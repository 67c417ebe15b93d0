use leptos::ev::SubmitEvent;
use leptos::prelude::*;
use portal_shared::models::Student;

use super::TextField;
use crate::components::admin_dashboard::AdminActions;

#[component]
pub fn StudentsTab(actions: AdminActions) -> impl IntoView {
    view! {
        <div class="grid gap-6 lg:grid-cols-2">
            <CreateStudentForm actions=actions />
            <StudentList actions=actions />
        </div>
        <StudentDetail actions=actions />
    }
}

#[component]
fn CreateStudentForm(actions: AdminActions) -> impl IntoView {
    let state = actions.state;
    let on_submit = move |ev: SubmitEvent| {
        ev.prevent_default();
        actions.create_student();
    };

    let courses = Memo::new(move |_| {
        state.with(|s| {
            s.snapshot
                .courses
                .iter()
                .map(|c| (c.id.clone(), c.title.clone()))
                .collect::<Vec<_>>()
        })
    });

    let course_boxes = move || {
        let courses = courses.get();
        if courses.is_empty() {
            return view! { <p class="text-sm opacity-60">"No courses available"</p> }.into_any();
        }
        courses
            .into_iter()
            .map(|(id, title)| {
                let checked_id = id.clone();
                view! {
                    <label class="label cursor-pointer justify-start gap-3">
                        <input
                            type="checkbox"
                            class="checkbox checkbox-primary checkbox-sm"
                            prop:checked=move || state.with(|s| s.student_draft.assigned_courses.contains(&checked_id))
                            on:change=move |ev| {
                                let assigned = event_target_checked(&ev);
                                state.update(|s| s.student_draft.toggle_course(&id, assigned));
                            }
                        />
                        <span class="label-text">{title}</span>
                    </label>
                }
            })
            .collect_view()
            .into_any()
    };

    view! {
        <div class="card bg-base-100 shadow-xl">
            <form class="card-body" on:submit=on_submit>
                <h2 class="card-title">"Create New Student"</h2>
                <TextField state=state label="Username" placeholder="john_doe" required=true
                    get=|s| s.student_draft.username.clone()
                    set=|s, v| s.student_draft.username = v />
                <TextField state=state label="Full Name" placeholder="John Doe"
                    get=|s| s.student_draft.name.clone()
                    set=|s, v| s.student_draft.name = v />
                <TextField state=state label="Email" kind="email" placeholder="john@example.com" required=true
                    get=|s| s.student_draft.email.clone()
                    set=|s, v| s.student_draft.email = v />
                <TextField state=state label="Password" kind="password" placeholder="Strong password" required=true
                    get=|s| s.student_draft.password.clone()
                    set=|s, v| s.student_draft.password = v />
                <div class="form-control">
                    <label class="label">
                        <span class="label-text">"Assign Courses"</span>
                    </label>
                    <div class="max-h-40 overflow-y-auto">{course_boxes}</div>
                </div>
                <div class="card-actions justify-end">
                    <button type="submit" class="btn btn-primary" disabled=move || state.with(|s| s.loading)>
                        "Create Student"
                    </button>
                </div>
            </form>
        </div>
    }
}

#[component]
fn StudentList(actions: AdminActions) -> impl IntoView {
    let state = actions.state;
    let students = Memo::new(move |_| state.with(|s| s.snapshot.students.clone()));

    let rows = move || {
        let students = students.get();
        if students.is_empty() {
            return view! { <p class="text-center py-6 opacity-50">"No students found"</p> }.into_any();
        }
        students
            .into_iter()
            .map(|student| view! { <StudentRow actions=actions student=student /> })
            .collect_view()
            .into_any()
    };

    view! {
        <div class="card bg-base-100 shadow-xl">
            <div class="card-body">
                <h2 class="card-title">
                    {move || format!("Students List ({})", students.with(Vec::len))}
                </h2>
                <div class="divide-y divide-base-200 max-h-[32rem] overflow-y-auto">{rows}</div>
            </div>
        </div>
    }
}

#[component]
fn StudentRow(actions: AdminActions, student: Student) -> impl IntoView {
    let state = actions.state;
    let view_id = student.id.clone();
    let delete_id = student.id.clone();

    view! {
        <div class="flex items-center justify-between py-3 gap-2">
            <div>
                <div class="font-semibold">{student.display_name().to_string()}</div>
                <div class="text-xs opacity-60">{student.email}</div>
            </div>
            <div class="flex gap-2">
                <button
                    class="btn btn-xs btn-info"
                    on:click=move |_| state.update(|s| s.select_student(Some(view_id.clone())))
                >
                    "View"
                </button>
                <button
                    class="btn btn-xs btn-error"
                    on:click=move |_| actions.delete_student(delete_id.clone())
                >
                    "Delete"
                </button>
            </div>
        </div>
    }
}

#[component]
fn StudentDetail(actions: AdminActions) -> impl IntoView {
    let state = actions.state;
    let selected = Memo::new(move |_| state.with(|s| s.selected_student().cloned()));

    move || {
        selected.get().map(|student| {
            let status = if student.locked { "Locked" } else { "Active" };
            view! {
                <div class="card bg-base-100 shadow-xl">
                    <div class="card-body">
                        <h2 class="card-title">"Student Details"</h2>
                        <div class="grid gap-2 md:grid-cols-2 text-sm">
                            <div><strong>"Name: "</strong>{student.name.clone()}</div>
                            <div><strong>"Username: "</strong>{student.username.clone()}</div>
                            <div><strong>"Email: "</strong>{student.email.clone()}</div>
                            <div><strong>"Status: "</strong>{status}</div>
                            <div><strong>"Courses Enrolled: "</strong>{student.courses.len()}</div>
                            {student.roll_id.clone().map(|id| view! {
                                <div><strong>"Roll ID: "</strong>{id}</div>
                            })}
                        </div>
                        <div class="card-actions justify-end">
                            <button class="btn btn-sm" on:click=move |_| state.update(|s| s.select_student(None))>
                                "Close"
                            </button>
                        </div>
                    </div>
                </div>
            }
        })
    }
}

* * *

▶ **Problem to work on**
Starting with the first entry and ending with the last, give all of them again unchanged.

▶ **Answer to the problem**
repository 67c417ebe15b93d0
use leptos::ev::SubmitEvent;
use leptos::prelude::*;
use portal_shared::models::Student;

use super::TextField;
use crate::components::admin_dashboard::AdminActions;

#[component]
pub fn StudentsTab(actions: AdminActions) -> impl IntoView {
    view! {
        <div class="grid gap-6 lg:grid-cols-2">
            <CreateStudentForm actions=actions />
            <StudentList actions=actions />
        </div>
        <StudentDetail actions=actions />
    }
}

#[component]
fn CreateStudentForm(actions: AdminActions) -> impl IntoView {
    let state = actions.state;
    let on_submit = move |ev: SubmitEvent| {
        ev.prevent_default();
        actions.create_student();
    };

    let courses = Memo::new(move |_| {
        state.with(|s| {
            s.snapshot
                .courses
                .iter()
                .map(|c| (c.id.clone(), c.title.clone()))
                .collect::<Vec<_>>()
        })
    });

    let course_boxes = move || {
        let courses = courses.get();
        if courses.is_empty() {
            return view! { <p class="text-sm opacity-60">"No courses available"</p> }.into_any();
        }
        courses
            .into_iter()
            .map(|(id, title)| {
                let checked_id = id.clone();
                view! {
                    <label class="label cursor-pointer justify-start gap-3">
                        <input
                            type="checkbox"
                            class="checkbox checkbox-primary checkbox-sm"
                            prop:checked=move || state.with(|s| s.student_draft.assigned_courses.contains(&checked_id))
                            on:change=move |ev| {
                                let assigned = event_target_checked(&ev);
                                state.update(|s| s.student_draft.toggle_course(&id, assigned));
                            }
                        />
                        <span class="label-text">{title}</span>
                    </label>
                }
            })
            .collect_view()
            .into_any()
    };

    view! {
        <div class="card bg-base-100 shadow-xl">
            <form class="card-body" on:submit=on_submit>
                <h2 class="card-title">"Create New Student"</h2>
                <TextField state=state label="Username" placeholder="john_doe" required=true
                    get=|s| s.student_draft.username.clone()
                    set=|s, v| s.student_draft.username = v />
                <TextField state=state label="Full Name" placeholder="John Doe"
                    get=|s| s.student_draft.name.clone()
                    set=|s, v| s.student_draft.name = v />
                <TextField state=state label="Email" kind="email" placeholder="john@example.com" required=true
                    get=|s| s.student_draft.email.clone()
                    set=|s, v| s.student_draft.email = v />
                <TextField state=state label="Password" kind="password" placeholder="Strong password" required=true
                    get=|s| s.student_draft.password.clone()
                    set=|s, v| s.student_draft.password = v />
                <div class="form-control">
                    <label class="label">
                        <span class="label-text">"Assign Courses"</span>
                    </label>
                    <div class="max-h-40 overflow-y-auto">{course_boxes}</div>
                </div>
                <div class="card-actions justify-end">
                    <button type="submit" class="btn btn-primary" disabled=move || state.with(|s| s.loading)>
                        "Create Student"
                    </button>
                </div>
            </form>
        </div>
    }
}

#[component]
fn StudentList(actions: AdminActions) -> impl IntoView {
    let state = actions.state;
    let students = Memo::new(move |_| state.with(|s| s.snapshot.students.clone()));

    let rows = move || {
        let students = students.get();
        if students.is_empty() {
            return view! { <p class="text-center py-6 opacity-50">"No students found"</p> }.into_any();
        }
        students
            .into_iter()
            .map(|student| view! { <StudentRow actions=actions student=student /> })
            .collect_view()
            .into_any()
    };

    view! {
        <div class="card bg-base-100 shadow-xl">
            <div class="card-body">
                <h2 class="card-title">
                    {move || format!("Students List ({})", students.with(Vec::len))}
                </h2>
                <div class="divide-y divide-base-200 max-h-[32rem] overflow-y-auto">{rows}</div>
            </div>
        </div>
    }
}

#[component]
fn StudentRow(actions: AdminActions, student: Student) -> impl IntoView {
    let state = actions.state;
    let view_id = student.id.clone();
    let delete_id = student.id.clone();

    view! {
        <div class="flex items-center justify-between py-3 gap-2">
            <div>
                <div class="font-semibold">{student.display_name().to_string()}</div>
                <div class="text-xs opacity-60">{student.email}</div>
            </div>
            <div class="flex gap-2">
                <button
                    class="btn btn-xs btn-info"
                    on:click=move |_| state.update(|s| s.select_student(Some(view_id.clone())))
                >
                    "View"
                </button>
                <button
                    class="btn btn-xs btn-error"
                    on:click=move |_| actions.delete_student(delete_id.clone())
                >
                    "Delete"
                </button>
            </div>
        </div>
    }
}

#[component]
fn StudentDetail(actions: AdminActions) -> impl IntoView {
    let state = actions.state;
    let selected = Memo::new(move |_| state.with(|s| s.selected_student().cloned()));

    move || {
        selected.get().map(|student| {
            let status = if student.locked { "Locked" } else { "Active" };
            view! {
                <div class="card bg-base-100 shadow-xl">
                    <div class="card-body">
                        <h2 class="card-title">"Student Details"</h2>
                        <div class="grid gap-2 md:grid-cols-2 text-sm">
                            <div><strong>"Name: "</strong>{student.name.clone()}</div>
                            <div><strong>"Username: "</strong>{student.username.clone()}</div>
                            <div><strong>"Email: "</strong>{student.email.clone()}</div>
                            <div><strong>"Status: "</strong>{status}</div>
                            <div><strong>"Courses Enrolled: "</strong>{student.courses.len()}</div>
                            {student.roll_id.clone().map(|id| view! {
                                <div><strong>"Roll ID: "</strong>{id}</div>
                            })}
                        </div>
                        <div class="card-actions justify-end">
                            <button class="btn btn-sm" on:click=move |_| state.update(|s| s.select_student(None))>
                                "Close"
                            </button>
                        </div>
                    </div>
                </div>
            }
        })
    }
}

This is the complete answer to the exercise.